I was going to write a long post about the Michael Richards thing--about the absurdity of his apology tour, the irrelevance of Jesse Jackson, the misguided focused on the 'n' word (did we all miss the part where he threatened lynching and sodomy?)--but alas, I have been hard at work on my book on James Baldwin. I feel completely overwhelmed by this project and spend most of my free time whining about it. I do so much whining, in fact, that when my dear friend Jody sent me a copy of his book (an edited collection of essays on Radiohead), Frances said to me "Mommy you lose. Jody finished his book and you're still complaining about yours." Ah, the joys of motherhood.

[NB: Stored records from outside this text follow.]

use std::collections::HashSet;

use indexmap::IndexSet;
use serde::{Deserialize, Serialize};
use serde_with::skip_serializing_none;
use time::OffsetDateTime;
use uuid::Uuid;

use crate::state::{
    catalog::Catalog,
    game::{
        ChallengeOutcome, ChallengeRule, Deck, Difficulty, GameMode, GameState, LastResult,
        Participant, RoundRule, RoundState, Song, TimelineCard,
    },
};

/// Layout version written with every snapshot.
pub const SNAPSHOT_VERSION: u32 = 2;

/// Song record as found in catalog files.
#[derive(Debug, Clone, Serialize, Deserialize, PartialEq, Eq)]
pub struct SongEntity {
    pub id: String,
    pub title: String,
    pub artist: String,
    pub year: i32,
    pub difficulty: Difficulty,
    /// Text used for the external video search.
    #[serde(alias = "youtubeQuery")]
    pub search_hint: String,
    #[serde(default, alias = "videoId")]
    pub video_id: Option<String>,
}

/// Persisted timeline card.
#[derive(Debug, Clone, Serialize, Deserialize, PartialEq, Eq)]
pub struct TimelineCardEntity {
    pub song_id: String,
    pub year: i32,
}

/// Persisted player or team.
#[derive(Debug, Clone, Serialize, Deserialize, PartialEq, Eq)]
pub struct ParticipantEntity {
    pub id: Uuid,
    pub name: String,
    pub score: u32,
    #[serde(default)]
    pub timeline: Vec<TimelineCardEntity>,
}

/// Persisted outcome of the last placement, challenge fields flattened.
#[skip_serializing_none]
#[derive(Debug, Clone, Serialize, Deserialize, PartialEq, Eq)]
pub struct LastResultEntity {
    pub participant_id: Uuid,
    pub ok: bool,
    pub song_id: String,
    pub actual_year: i32,
    pub inserted_index: usize,
    #[serde(default)]
    pub challenged_by_id: Option<Uuid>,
    #[serde(default)]
    pub challenge_resolved: Option<bool>,
    #[serde(default)]
    pub challenge_succeeded: Option<bool>,
}

/// Whole-game snapshot as written by snapshot stores.
///
/// Fields added after the first layout are optional so older snapshots still
/// decode; [`migrate`] fills them in.
#[skip_serializing_none]
#[derive(Debug, Clone, Serialize, Deserialize, PartialEq, Eq)]
pub struct GameSnapshotEntity {
    #[serde(default)]
    pub version: Option<u32>,
    #[serde(default, with = "time::serde::rfc3339::option")]
    pub saved_at: Option<OffsetDateTime>,
    #[serde(default)]
    pub mode: Option<GameMode>,
    pub participants: Vec<ParticipantEntity>,
    pub deck_song_ids: Vec<String>,
    pub used_song_ids: Vec<String>,
    #[serde(default)]
    pub current_song_id: Option<String>,
    #[serde(default)]
    pub revealed: bool,
    #[serde(default)]
    pub round_rule: Option<RoundRule>,
    #[serde(default)]
    pub active_team_id: Option<Uuid>,
    #[serde(default)]
    pub round_placed_team_ids: Option<Vec<Uuid>>,
    #[serde(default)]
    pub challenge_rule: Option<ChallengeRule>,
    #[serde(default)]
    pub last_result: Option<LastResultEntity>,
}

impl From<SongEntity> for Song {
    fn from(value: SongEntity) -> Self {
        Self {
            id: value.id,
            title: value.title,
            artist: value.artist,
            year: value.year,
            difficulty: value.difficulty,
            search_hint: value.search_hint,
            video_id: value.video_id.filter(|id| !id.trim().is_empty()),
        }
    }
}

impl From<&TimelineCard> for TimelineCardEntity {
    fn from(value: &TimelineCard) -> Self {
        Self {
            song_id: value.song_id.clone(),
            year: value.year,
        }
    }
}

impl From<TimelineCardEntity> for TimelineCard {
    fn from(value: TimelineCardEntity) -> Self {
        Self {
            song_id: value.song_id,
            year: value.year,
        }
    }
}

impl From<&Participant> for ParticipantEntity {
    fn from(value: &Participant) -> Self {
        Self {
            id: value.id,
            name: value.name.clone(),
            score: value.score,
            timeline: value.timeline.iter().map(Into::into).collect(),
        }
    }
}

impl From<ParticipantEntity> for Participant {
    fn from(value: ParticipantEntity) -> Self {
        Self {
            id: value.id,
            name: value.name,
            score: value.score,
            timeline: value.timeline.into_iter().map(Into::into).collect(),
        }
    }
}

impl From<&LastResult> for LastResultEntity {
    fn from(value: &LastResult) -> Self {
        Self {
            participant_id: value.participant_id,
            ok: value.ok,
            song_id: value.song_id.clone(),
            actual_year: value.actual_year,
            inserted_index: value.inserted_index,
            challenged_by_id: value.challenge.as_ref().and_then(|c| c.challenger_id),
            challenge_resolved: Some(value.challenge_resolved()),
            challenge_succeeded: value.challenge.as_ref().map(|c| c.succeeded),
        }
    }
}

impl From<LastResultEntity> for LastResult {
    fn from(value: LastResultEntity) -> Self {
        let challenge = value
            .challenge_resolved
            .unwrap_or(false)
            .then(|| ChallengeOutcome {
                challenger_id: value.challenged_by_id,
                succeeded: value.challenge_succeeded.unwrap_or(false),
            });
        Self {
            participant_id: value.participant_id,
            ok: value.ok,
            song_id: value.song_id,
            actual_year: value.actual_year,
            inserted_index: value.inserted_index,
            challenge,
        }
    }
}

impl From<&GameState> for GameSnapshotEntity {
    fn from(value: &GameState) -> Self {
        Self {
            version: Some(SNAPSHOT_VERSION),
            saved_at: Some(OffsetDateTime::now_utc()),
            mode: Some(value.mode),
            participants: value.participants.iter().map(Into::into).collect(),
            deck_song_ids: value.deck.deck_song_ids.clone(),
            used_song_ids: value.deck.used_song_ids.clone(),
            current_song_id: value.deck.current_song_id.clone(),
            revealed: value.deck.revealed,
            round_rule: Some(value.round.round_rule),
            active_team_id: value.round.active_team_id,
            round_placed_team_ids: Some(value.round.round_placed_team_ids.iter().copied().collect()),
            challenge_rule: Some(value.challenge_rule),
            last_result: value.last_result.as_ref().map(Into::into),
        }
    }
}

/// Turn a stored snapshot of any layout version into a consistent [`GameState`].
///
/// Missing fields take their defaults: individual mode, single round rule, no
/// challenge penalty, no attempted teams, and in teams mode the first team as
/// the active one. Song ids the catalog no longer knows are dropped, and a
/// current song that is not part of the draw history is cleared together with
/// its reveal flag and placement result.
pub fn migrate(snapshot: GameSnapshotEntity, catalog: &Catalog) -> GameState {
    let mode = snapshot.mode.unwrap_or_default();
    let participants: Vec<Participant> =
        snapshot.participants.into_iter().map(Into::into).collect();
    let known_participants: HashSet<Uuid> = participants.iter().map(|p| p.id).collect();

    let used: IndexSet<String> = snapshot
        .used_song_ids
        .into_iter()
        .filter(|id| catalog.contains(id))
        .collect();
    let deck: IndexSet<String> = snapshot
        .deck_song_ids
        .into_iter()
        .filter(|id| catalog.contains(id) && !used.contains(id))
        .collect();

    let current_song_id = snapshot
        .current_song_id
        .filter(|id| used.contains(id.as_str()));
    let revealed = current_song_id.is_some() && snapshot.revealed;
    let last_result = snapshot
        .last_result
        .filter(|_| current_song_id.is_some())
        .filter(|last| known_participants.contains(&last.participant_id))
        .map(LastResult::from);

    let active_team_id = match mode {
        GameMode::Teams => snapshot
            .active_team_id
            .filter(|id| known_participants.contains(id))
            .or_else(|| participants.first().map(|p| p.id)),
        GameMode::Individual => None,
    };
    let round_placed_team_ids = snapshot
        .round_placed_team_ids
        .unwrap_or_default()
        .into_iter()
        .filter(|id| known_participants.contains(id))
        .collect();

    GameState {
        mode,
        participants,
        deck: Deck {
            deck_song_ids: deck.into_iter().collect(),
            used_song_ids: used.into_iter().collect(),
            current_song_id,
            revealed,
        },
        round: RoundState {
            round_rule: snapshot.round_rule.unwrap_or_default(),
            active_team_id,
            round_placed_team_ids,
        },
        last_result,
        challenge_rule: snapshot.challenge_rule.unwrap_or_default(),
    }
}

#[cfg(test)]
mod tests {
    use rand::{SeedableRng, rngs::StdRng};
    use serde_json::json;

    use super::*;
    use crate::state::{
        catalog::test_catalog,
        state_machine::{GameEvent, TransitionContext, transition},
    };

    #[test]
    fn legacy_snapshot_gets_defaults() {
        let catalog = test_catalog();
        let player = Uuid::new_v4();
        let raw = json!({
            "participants": [{ "id": player, "name": "P", "score": 2, "timeline": [] }],
            "deck_song_ids": ["b", "c"],
            "used_song_ids": ["a"],
            "current_song_id": "a",
            "revealed": true
        });

        let snapshot: GameSnapshotEntity = serde_json::from_value(raw).unwrap();
        let state = migrate(snapshot, &catalog);

        assert_eq!(state.mode, GameMode::Individual);
        assert_eq!(state.round.round_rule, RoundRule::Single);
        assert_eq!(state.challenge_rule, ChallengeRule::NoPenalty);
        assert!(state.round.round_placed_team_ids.is_empty());
        assert_eq!(state.round.active_team_id, None);
        assert_eq!(state.deck.current_song_id.as_deref(), Some("a"));
        assert!(state.deck.revealed);
        assert_eq!(state.participants[0].score, 2);
    }

    #[test]
    fn teams_snapshot_without_active_team_uses_the_first_team() {
        let catalog = test_catalog();
        let (first, second) = (Uuid::new_v4(), Uuid::new_v4());
        let raw = json!({
            "mode": "teams",
            "participants": [
                { "id": first, "name": "Team 1", "score": 0 },
                { "id": second, "name": "Team 2", "score": 0 }
            ],
            "deck_song_ids": ["a"],
            "used_song_ids": []
        });

        let state = migrate(serde_json::from_value(raw).unwrap(), &catalog);
        assert_eq!(state.mode, GameMode::Teams);
        assert_eq!(state.round.active_team_id, Some(first));
    }

    #[test]
    fn unknown_and_inconsistent_ids_are_healed() {
        let catalog = test_catalog();
        let raw = json!({
            "participants": [],
            "deck_song_ids": ["a", "gone", "b", "a"],
            "used_song_ids": ["b", "missing"],
            "current_song_id": "c",
            "revealed": true,
            "round_placed_team_ids": [Uuid::new_v4()]
        });

        let state = migrate(serde_json::from_value(raw).unwrap(), &catalog);
        assert_eq!(state.deck.deck_song_ids, ["a"]);
        assert_eq!(state.deck.used_song_ids, ["b"]);
        assert_eq!(state.deck.current_song_id, None);
        assert!(!state.deck.revealed);
        assert!(state.round.round_placed_team_ids.is_empty());
    }

    #[test]
    fn snapshot_of_a_played_game_migrates_back_to_the_same_state() {
        let catalog = test_catalog();
        let mut rng = StdRng::seed_from_u64(11);
        let ctx = TransitionContext {
            catalog: &catalog,
            team_count: 2,
            team_name_prefix: "Team",
        };
        let state = GameState::fresh_teams(&catalog, &mut rng, 2, "Team");
        let team = state.participants[0].id;
        let state = transition(&state, GameEvent::Draw { difficulty: None }, &ctx, &mut rng).unwrap();
        let state = transition(
            &state,
            GameEvent::Place {
                participant_id: team,
                insert_index: 0,
            },
            &ctx,
            &mut rng,
        )
        .unwrap();
        let state = transition(
            &state,
            GameEvent::ResolveChallenge {
                applied: true,
                challenger_id: None,
            },
            &ctx,
            &mut rng,
        )
        .unwrap();

        let encoded = serde_json::to_string(&GameSnapshotEntity::from(&state)).unwrap();
        let decoded: GameSnapshotEntity = serde_json::from_str(&encoded).unwrap();
        assert_eq!(decoded.version, Some(SNAPSHOT_VERSION));
        assert_eq!(migrate(decoded, &catalog), state);
    }

    #[test]
    fn catalog_entity_accepts_original_field_names() {
        let raw = json!({
            "id": "k1",
            "title": "Gee",
            "artist": "Girls' Generation",
            "year": 2009,
            "difficulty": "easy",
            "youtubeQuery": "Girls Generation Gee MV",
            "videoId": ""
        });
        let song: Song = serde_json::from_value::<SongEntity>(raw).unwrap().into();
        assert_eq!(song.search_hint, "Girls Generation Gee MV");
        assert_eq!(song.video_id, None);
    }
}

Anyway, I've been grumpy about this book until recently when the project forced me to go back and read Baldwin (I hadn't actually read any Baldwin in two years; I have, however, read every book review and critical article written about his work). I leave you with one of my favorite passages from "Autobiographical Notes" in Notes of a Native Son. I fell in love with Baldwin the first time I read this:

"I do not like people who like me because I am a Negro; neither do I like people who find in the same accident grounds for contempt. I love America more than any other country in the world, and, exactly for this reason, I insist on the right to criticize her perpetually. I think all theories are suspect, that the finest principles may have to be modified, or may even be pulverized by the demands of life, and that one must find, therefore, one’s moral center and move through the world hoping that this center will guide one aright. I consider that I have many responsibilities, but none greater than this: to last, as Hemingway says, and get my work done.

I want to be an honest man and a good writer."

Friday, November 10, 2006

Fun with Frances at the AME church/Voting with Frances

Before we get to the fun can I justt say how much of a surrpise it is not to have Brian pop up his head on this blog, say "Lex Luthor" and "underaged hookers" and cause a flurry of activity. Just once I'd like to be the fun one in the couple.

Anyhoo, on to Frances. After flirting with the idea of converting to Judaism (as much as one can at the age of 6) after finding out about Hanukhah's eight nights of presents, Frances has moved on. She has decided now to abandon Catholicism for the AME church. Her choir sang at Morris Brown AME on Sunday (they were host to Meminger Elem's pageant), along with choirs and dancers from other black churches. Needless to say, the protestant choirs (including one that perfomed in sign language) were much more animated and given to letting the spirit move them than was our little Catholic choir. Frances (and Cate for that matter) loved it. Frances wants to know when we can go back. It seems the somber music and reserved montone of the Catholic church just isn't doing it for her.

On Tuesday I took Frances with me to vote. She asked what we were voting on and I told her about he governor and the school board and the Family Discrimination Act. When I said we were voting to see whether or not a two men or two women could make a family together, Frances, with an adorably serious face, said, "We don't have to vote on that. That's already an 'I Can Do' law." She was very disappointed that 77% of South Carolinians apparently don't feel the same way.